(Stored data entries)
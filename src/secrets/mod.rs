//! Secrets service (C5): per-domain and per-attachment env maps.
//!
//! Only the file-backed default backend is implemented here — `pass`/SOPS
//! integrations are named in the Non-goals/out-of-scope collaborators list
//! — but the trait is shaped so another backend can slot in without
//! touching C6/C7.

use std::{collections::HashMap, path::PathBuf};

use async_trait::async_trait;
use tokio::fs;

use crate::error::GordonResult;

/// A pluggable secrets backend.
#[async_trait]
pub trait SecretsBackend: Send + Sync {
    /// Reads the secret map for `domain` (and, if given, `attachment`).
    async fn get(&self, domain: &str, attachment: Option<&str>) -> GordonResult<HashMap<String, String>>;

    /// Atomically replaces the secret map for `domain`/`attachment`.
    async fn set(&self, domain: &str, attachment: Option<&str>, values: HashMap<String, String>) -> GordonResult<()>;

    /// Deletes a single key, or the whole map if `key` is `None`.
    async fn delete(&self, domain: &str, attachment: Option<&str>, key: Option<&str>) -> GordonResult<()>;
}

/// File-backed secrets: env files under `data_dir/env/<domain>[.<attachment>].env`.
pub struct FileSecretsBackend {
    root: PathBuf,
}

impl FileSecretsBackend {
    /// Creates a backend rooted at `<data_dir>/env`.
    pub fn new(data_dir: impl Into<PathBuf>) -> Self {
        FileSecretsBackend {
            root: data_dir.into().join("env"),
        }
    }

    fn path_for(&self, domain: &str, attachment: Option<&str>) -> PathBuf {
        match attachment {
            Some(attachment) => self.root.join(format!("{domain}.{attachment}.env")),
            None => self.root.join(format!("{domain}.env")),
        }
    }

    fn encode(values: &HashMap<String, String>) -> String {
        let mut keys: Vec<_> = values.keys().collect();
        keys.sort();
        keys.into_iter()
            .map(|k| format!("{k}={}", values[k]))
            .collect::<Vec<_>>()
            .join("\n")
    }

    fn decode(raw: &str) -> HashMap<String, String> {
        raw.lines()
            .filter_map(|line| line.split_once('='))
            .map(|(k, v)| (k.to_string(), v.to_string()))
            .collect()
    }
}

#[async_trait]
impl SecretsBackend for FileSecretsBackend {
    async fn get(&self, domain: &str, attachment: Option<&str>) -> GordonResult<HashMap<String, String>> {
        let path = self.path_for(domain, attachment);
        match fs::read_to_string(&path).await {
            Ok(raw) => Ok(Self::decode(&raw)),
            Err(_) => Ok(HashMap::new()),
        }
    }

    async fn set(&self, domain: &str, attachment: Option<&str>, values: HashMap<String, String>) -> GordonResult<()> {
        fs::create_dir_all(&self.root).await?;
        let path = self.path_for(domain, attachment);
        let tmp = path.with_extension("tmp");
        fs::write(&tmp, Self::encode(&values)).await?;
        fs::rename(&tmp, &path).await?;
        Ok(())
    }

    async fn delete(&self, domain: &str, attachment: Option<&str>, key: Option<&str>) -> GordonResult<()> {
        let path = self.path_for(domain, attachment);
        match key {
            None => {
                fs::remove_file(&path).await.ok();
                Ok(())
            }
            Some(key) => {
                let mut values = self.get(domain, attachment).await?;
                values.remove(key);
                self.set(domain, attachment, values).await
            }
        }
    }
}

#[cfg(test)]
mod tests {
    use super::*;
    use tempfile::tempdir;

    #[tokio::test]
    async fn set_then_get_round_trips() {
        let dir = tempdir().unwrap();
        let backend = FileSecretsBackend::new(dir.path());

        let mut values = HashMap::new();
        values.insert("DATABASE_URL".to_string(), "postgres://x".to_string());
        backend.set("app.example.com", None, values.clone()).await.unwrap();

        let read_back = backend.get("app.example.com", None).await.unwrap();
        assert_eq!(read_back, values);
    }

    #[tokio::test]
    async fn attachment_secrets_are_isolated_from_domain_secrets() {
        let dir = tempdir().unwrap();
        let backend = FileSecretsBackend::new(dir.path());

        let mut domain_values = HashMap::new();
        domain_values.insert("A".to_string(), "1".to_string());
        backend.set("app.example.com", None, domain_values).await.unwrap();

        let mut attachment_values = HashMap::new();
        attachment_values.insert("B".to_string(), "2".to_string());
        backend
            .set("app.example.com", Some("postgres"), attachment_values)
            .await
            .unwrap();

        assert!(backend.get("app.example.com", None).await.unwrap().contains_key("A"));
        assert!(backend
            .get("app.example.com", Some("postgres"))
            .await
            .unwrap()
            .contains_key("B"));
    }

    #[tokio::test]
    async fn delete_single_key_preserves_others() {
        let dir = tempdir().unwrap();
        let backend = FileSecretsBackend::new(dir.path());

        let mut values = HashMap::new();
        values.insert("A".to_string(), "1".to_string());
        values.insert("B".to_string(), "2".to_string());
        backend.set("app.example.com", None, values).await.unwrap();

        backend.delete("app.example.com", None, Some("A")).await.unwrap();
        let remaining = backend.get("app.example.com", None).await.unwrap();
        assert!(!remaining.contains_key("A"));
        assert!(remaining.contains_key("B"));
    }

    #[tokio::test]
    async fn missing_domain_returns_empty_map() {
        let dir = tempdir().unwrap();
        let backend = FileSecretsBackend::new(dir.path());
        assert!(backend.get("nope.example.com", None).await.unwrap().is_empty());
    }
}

# Exercise requirements
If a line above includes the string "GordonResult", pick it out.

# Output below
use crate::error::GordonResult;
    async fn get(&self, domain: &str, attachment: Option<&str>) -> GordonResult<HashMap<String, String>>;
    async fn set(&self, domain: &str, attachment: Option<&str>, values: HashMap<String, String>) -> GordonResult<()>;
    async fn delete(&self, domain: &str, attachment: Option<&str>, key: Option<&str>) -> GordonResult<()>;
    async fn get(&self, domain: &str, attachment: Option<&str>) -> GordonResult<HashMap<String, String>> {
    async fn set(&self, domain: &str, attachment: Option<&str>, values: HashMap<String, String>) -> GordonResult<()> {
    async fn delete(&self, domain: &str, attachment: Option<&str>, key: Option<&str>) -> GordonResult<()> {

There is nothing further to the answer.